I just turned 25 in September and like most 20 somethings, I have no idea what I'm doing with my life. The myth of life just working out has definitely disintegrated and now I'm in need of some decision making. I'm an anti-decision maker though. I like to wait until the last possible moment before I make up my mind about anything. Like going away to college; I did nothing throughout high school to plan for this and then up and moved my entire life to Chicago four days before classes started. Or when I left Chicago for Denver and just decided that I would go, without having a plan for it. I lasted for 8 months and then I up and left Denver for Chicago in a week without really thinking about where I would live or what job I would have when I got back. My decisions are always rushed and unplanned. Which has just gotten me all tangled up in a life that is wonderful, but unfocused.
It's hard not to feel like the only person in the world who feels this way. Or to think that everyone else has something cool going on when you seem to have nothing. That's why the discovery of someone else sharing in your agony of life building is so valuable. You are no longer an island but part of a network of people, struggling to beat their own paths.
As a birthday gift, my sister Catherine gave me Sloane Crosley's book, I Was Told There'd Be Cake.
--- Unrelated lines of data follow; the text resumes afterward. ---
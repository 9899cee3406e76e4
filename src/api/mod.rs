//! API handlers for Elban REST endpoints
//!
//! Entity routes sit behind [`role_guard`]; authentication, health and the
//! stored files are public.

pub mod accounts;
pub mod auth;
pub mod complaints;
pub mod equipment;
pub mod equipment_logs;
pub mod files;
pub mod health;
pub mod openapi;
pub mod schedules;
pub mod stats;
pub mod tasks;

use axum::{
    async_trait,
    extract::{DefaultBodyLimit, FromRequestParts, Request, State},
    http::{header::AUTHORIZATION, request::Parts, HeaderMap},
    middleware::{self, Next},
    response::Response,
    routing::{get, post, put},
    Router,
};
use tower_http::services::ServeDir;

use crate::{
    error::{AppError, AppResult},
    guard::GuardDecision,
    models::account::UserClaims,
    routes,
    session::{Session, SessionOutcome},
    AppState,
};

/// Session of the caller, placed in the request extensions by [`role_guard`]
#[derive(Debug, Clone)]
pub struct AuthenticatedUser(pub Session);

#[async_trait]
impl<S: Send + Sync> FromRequestParts<S> for AuthenticatedUser {
    type Rejection = AppError;

    async fn from_request_parts(parts: &mut Parts, _state: &S) -> Result<Self, Self::Rejection> {
        parts
            .extensions
            .get::<Session>()
            .cloned()
            .map(AuthenticatedUser)
            .ok_or_else(|| AppError::Authentication("Not signed in".to_string()))
    }
}

/// Decode the bearer token of a request
pub(crate) fn bearer_claims(headers: &HeaderMap, secret: &str) -> AppResult<UserClaims> {
    let auth_header = headers
        .get(AUTHORIZATION)
        .and_then(|value| value.to_str().ok())
        .ok_or_else(|| AppError::Authentication("Missing authorization header".to_string()))?;

    let token = auth_header
        .strip_prefix("Bearer ")
        .ok_or_else(|| AppError::Authentication("Invalid authorization header format".to_string()))?;

    UserClaims::from_token(token, secret).map_err(|e| AppError::Authentication(e.to_string()))
}

/// Resolve the caller's session and apply the role guard to the requested path.
///
/// Unprivileged roles may only reach the landing route; anything else is
/// answered with `403` and the route to go to instead.
pub async fn role_guard(
    State(state): State<AppState>,
    mut request: Request,
    next: Next,
) -> Result<Response, AppError> {
    let claims = bearer_claims(request.headers(), &state.config.auth.jwt_secret)?;

    let session = match state.services.session.resolve(Some(&claims)).await {
        SessionOutcome::Resolved(session) => session,
        SessionOutcome::Unauthenticated => {
            return Err(AppError::Authentication("Not signed in".to_string()));
        }
    };

    let path = request.uri().path().to_string();
    match state.services.session.evaluate(&session, &path) {
        GuardDecision::Allow => {
            request.extensions_mut().insert(session);
            Ok(next.run(request).await)
        }
        GuardDecision::Redirect(redirect) => {
            tracing::debug!(role = %session.role, %path, %redirect, "Route denied");
            Err(AppError::RouteDenied { redirect })
        }
    }
}

/// Entity routes, all behind the role guard
fn guarded_routes(state: AppState) -> Router<AppState> {
    let max_upload = state.services.files.max_upload_bytes();

    Router::new()
        // Equipment
        .route(routes::EQUIPMENT, get(equipment::list_equipment).post(equipment::create_equipment))
        .route(
            "/peralatan/:id",
            get(equipment::get_equipment)
                .put(equipment::update_equipment)
                .delete(equipment::delete_equipment),
        )
        // Equipment logs
        .route(
            routes::EQUIPMENT_LOGS,
            get(equipment_logs::list_logs).post(equipment_logs::create_log),
        )
        .route(
            "/log-peralatan/:id",
            put(equipment_logs::update_log).delete(equipment_logs::delete_log),
        )
        // Tasks
        .route(routes::TASKS, get(tasks::list_tasks).post(tasks::create_task))
        .route("/tugas/:id", put(tasks::update_task).delete(tasks::delete_task))
        // Schedules
        .route(routes::SCHEDULES, get(schedules::list_schedules).post(schedules::create_schedule))
        .route(
            "/jadwal/:id",
            put(schedules::update_schedule).delete(schedules::delete_schedule),
        )
        // File archive
        .route(routes::FILES, get(files::list_files).post(files::create_file))
        .route(
            "/arsip/upload",
            post(files::upload_file).layer(DefaultBodyLimit::max(max_upload + 64 * 1024)),
        )
        .route("/arsip/:id", put(files::update_file).delete(files::delete_file))
        // Account approval
        .route(routes::ACCOUNTS, get(accounts::list_accounts))
        .route("/persetujuan-akun/:id", axum::routing::delete(accounts::delete_account))
        .route("/persetujuan-akun/:id/status", put(accounts::update_status))
        .route("/persetujuan-akun/:id/role", put(accounts::update_role))
        // Complaints (landing route)
        .route(
            routes::COMPLAINTS,
            get(complaints::list_complaints).post(complaints::create_complaint),
        )
        .route(
            "/pengaduan/:id",
            put(complaints::update_complaint).delete(complaints::delete_complaint),
        )
        .route("/pengaduan/:id/status", put(complaints::update_complaint_status))
        // Statistics
        .route(routes::STATISTICS, get(stats::get_stats))
        .route_layer(middleware::from_fn_with_state(state, role_guard))
}

/// Build the application router (without transport layers)
pub fn router(state: AppState) -> Router {
    let upload_dir = state.config.storage.upload_dir.clone();

    let api_v1 = Router::new()
        // Health check
        .route("/health", get(health::health_check))
        .route("/ready", get(health::readiness_check))
        // Authentication
        .route(routes::REGISTER, post(auth::register))
        .route("/auth/login", post(auth::login))
        .route("/auth/session", get(auth::session))
        .merge(guarded_routes(state.clone()))
        .with_state(state);

    Router::new()
        .nest(routes::API_PREFIX, api_v1)
        .nest_service("/files", ServeDir::new(upload_dir))
        .merge(openapi::create_openapi_router())
}

#[cfg(test)]
mod tests {
    use std::sync::Arc;

    use axum::{
        body::{to_bytes, Body},
        http::{Request as HttpRequest, StatusCode},
        Extension,
    };
    use serde_json::{Map, Value};
    use sqlx::postgres::PgPoolOptions;
    use tower::ServiceExt;

    use super::*;
    use crate::{
        config::AppConfig,
        error::ErrorResponse,
        guard::RoleGuard,
        repository::Repository,
        services::{session::SessionService, Services},
        session::MockAccountDirectory,
    };

    fn state(stored_role: Option<&'static str>) -> AppState {
        let config = AppConfig::default();
        let pool = PgPoolOptions::new()
            .connect_lazy(&config.database.url)
            .unwrap();
        let guard = Arc::new(RoleGuard::from_config(&config.guard));

        let mut services = Services::new(
            Repository::new(pool),
            config.auth.clone(),
            config.storage.clone(),
            guard.clone(),
        );
        let mut directory = MockAccountDirectory::new();
        directory
            .expect_role_by_email()
            .returning(move |_| Ok(stored_role.map(str::to_string)));
        services.session = SessionService::new(Arc::new(directory), guard);

        AppState {
            config: Arc::new(config),
            services: Arc::new(services),
        }
    }

    fn token(state: &AppState, metadata_role: &str) -> String {
        let mut metadata = Map::new();
        metadata.insert("role".to_string(), Value::String(metadata_role.to_string()));
        let now = chrono::Utc::now().timestamp();
        UserClaims {
            sub: "7".to_string(),
            email: "petugas@elban.test".to_string(),
            metadata,
            exp: now + 3600,
            iat: now,
        }
        .create_token(&state.config.auth.jwt_secret)
        .unwrap()
    }

    fn request(path: &str, bearer: Option<&str>) -> HttpRequest<Body> {
        let mut builder = HttpRequest::builder().uri(path);
        if let Some(token) = bearer {
            builder = builder.header(AUTHORIZATION, format!("Bearer {}", token));
        }
        builder.body(Body::empty()).unwrap()
    }

    async fn echo_role(Extension(session): Extension<Session>) -> String {
        session.role
    }

    /// Guard over stub handlers, so no database is touched
    fn stub_router(state: AppState) -> Router {
        Router::new()
            .route("/peralatan", get(echo_role))
            .route("/pengaduan", get(echo_role))
            .route_layer(middleware::from_fn_with_state(state.clone(), role_guard))
            .with_state(state)
    }

    #[tokio::test]
    async fn test_health_is_public() {
        let app = router(state(None));
        let response = app.oneshot(request("/api/v1/health", None)).await.unwrap();
        assert_eq!(response.status(), StatusCode::OK);
    }

    #[tokio::test]
    async fn test_missing_token_is_unauthorized() {
        let app = router(state(None));
        let response = app.oneshot(request("/api/v1/peralatan", None)).await.unwrap();
        assert_eq!(response.status(), StatusCode::UNAUTHORIZED);
    }

    #[tokio::test]
    async fn test_user_role_gets_redirect_to_landing() {
        let state = state(Some("USER"));
        let bearer = token(&state, "USER");
        let app = router(state);

        let response = app
            .oneshot(request("/api/v1/peralatan", Some(&bearer)))
            .await
            .unwrap();
        assert_eq!(response.status(), StatusCode::FORBIDDEN);

        let body = to_bytes(response.into_body(), usize::MAX).await.unwrap();
        let error: ErrorResponse = serde_json::from_slice(&body).unwrap();
        assert_eq!(error.redirect.as_deref(), Some("/pengaduan"));
    }

    #[tokio::test]
    async fn test_user_role_reaches_landing() {
        let state = state(Some("USER"));
        let bearer = token(&state, "USER");

        let response = stub_router(state)
            .oneshot(request("/pengaduan", Some(&bearer)))
            .await
            .unwrap();
        assert_eq!(response.status(), StatusCode::OK);
    }

    #[tokio::test]
    async fn test_guard_sees_path_inside_api_prefix() {
        let state = state(Some("USER"));
        let bearer = token(&state, "USER");
        let app = Router::new().nest(routes::API_PREFIX, stub_router(state));

        let response = app
            .clone()
            .oneshot(request("/api/v1/pengaduan", Some(&bearer)))
            .await
            .unwrap();
        assert_eq!(response.status(), StatusCode::OK);
        let body = to_bytes(response.into_body(), usize::MAX).await.unwrap();
        assert_eq!(&body[..], b"USER");

        let response = app
            .oneshot(request("/api/v1/peralatan", Some(&bearer)))
            .await
            .unwrap();
        assert_eq!(response.status(), StatusCode::FORBIDDEN);
    }

    #[tokio::test]
    async fn test_stored_role_overrides_token_metadata() {
        let state = state(Some("teknisi elban"));
        let bearer = token(&state, "USER");

        let response = stub_router(state)
            .oneshot(request("/peralatan", Some(&bearer)))
            .await
            .unwrap();
        assert_eq!(response.status(), StatusCode::OK);
        let body = to_bytes(response.into_body(), usize::MAX).await.unwrap();
        assert_eq!(&body[..], b"TEKNISI_ELBAN");
    }

    #[tokio::test]
    async fn test_metadata_role_used_without_account_row() {
        let state = state(None);
        let bearer = token(&state, "admin");

        let response = stub_router(state)
            .oneshot(request("/peralatan", Some(&bearer)))
            .await
            .unwrap();
        assert_eq!(response.status(), StatusCode::OK);
    }
}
I think I had first seen a picture of her book cover inside a copy of NYLON mag, which I don't really care for anymore, so in my mind I decided I wouldn't go out of my way to read it. But then I read the back cover of the actual book where Crosley boasts an article in "the worst selling Maxim edition of all time", I thought "OK, she might be awesome."
After reading it, I instantly felt like my life was a little less abnormally vague. Crosley's essays are full of insecurity and uncertainty without feeling helpless. You know she is in charge of her life and she goes through her 20's in a haze like the rest of us. Since her book is super fabulous, you know she comes out on top. And HBO has just purchased the rights and are in the midst of creating a show, so I'm pretty sure she will be more than on top in the near future.
She has been compared to David Sedaris and serves on the board of themoth.org which is a wonderful story telling network. She also doesn't shy away from the F word. She declares herself a feminist in one of my favorite pieces from her collection, "Smell This". Well, actually her friend's douchey boyfriend tells us that she is, which is perfect really because isn't that usually how it all works out? She doesn't shy away from the other F word either, when she asks the boyfriend "Why do you have to be such a fuckface?" Which is pretty bad ass. I think I've fantasized about saying this to so many "douchey boyfriends".
I most connected with Sloane because her tone is so candid and honest, you know she could care less about whether people think she is weird or not. She admits to sleeping with her blanket as an adult, she writes about summer camp and how it was monumental in her adolescent life, and the struggle of volunteering because you should versus because you want to.
She is obviously, unafraid of imperfection, which is in my opinion what makes her a real feminist. She's removed the cloak of perceived perfection, that shadows many women, to allow whomever picks up her book a glimpse inside the life of a real person, bumping along, trying to make it work.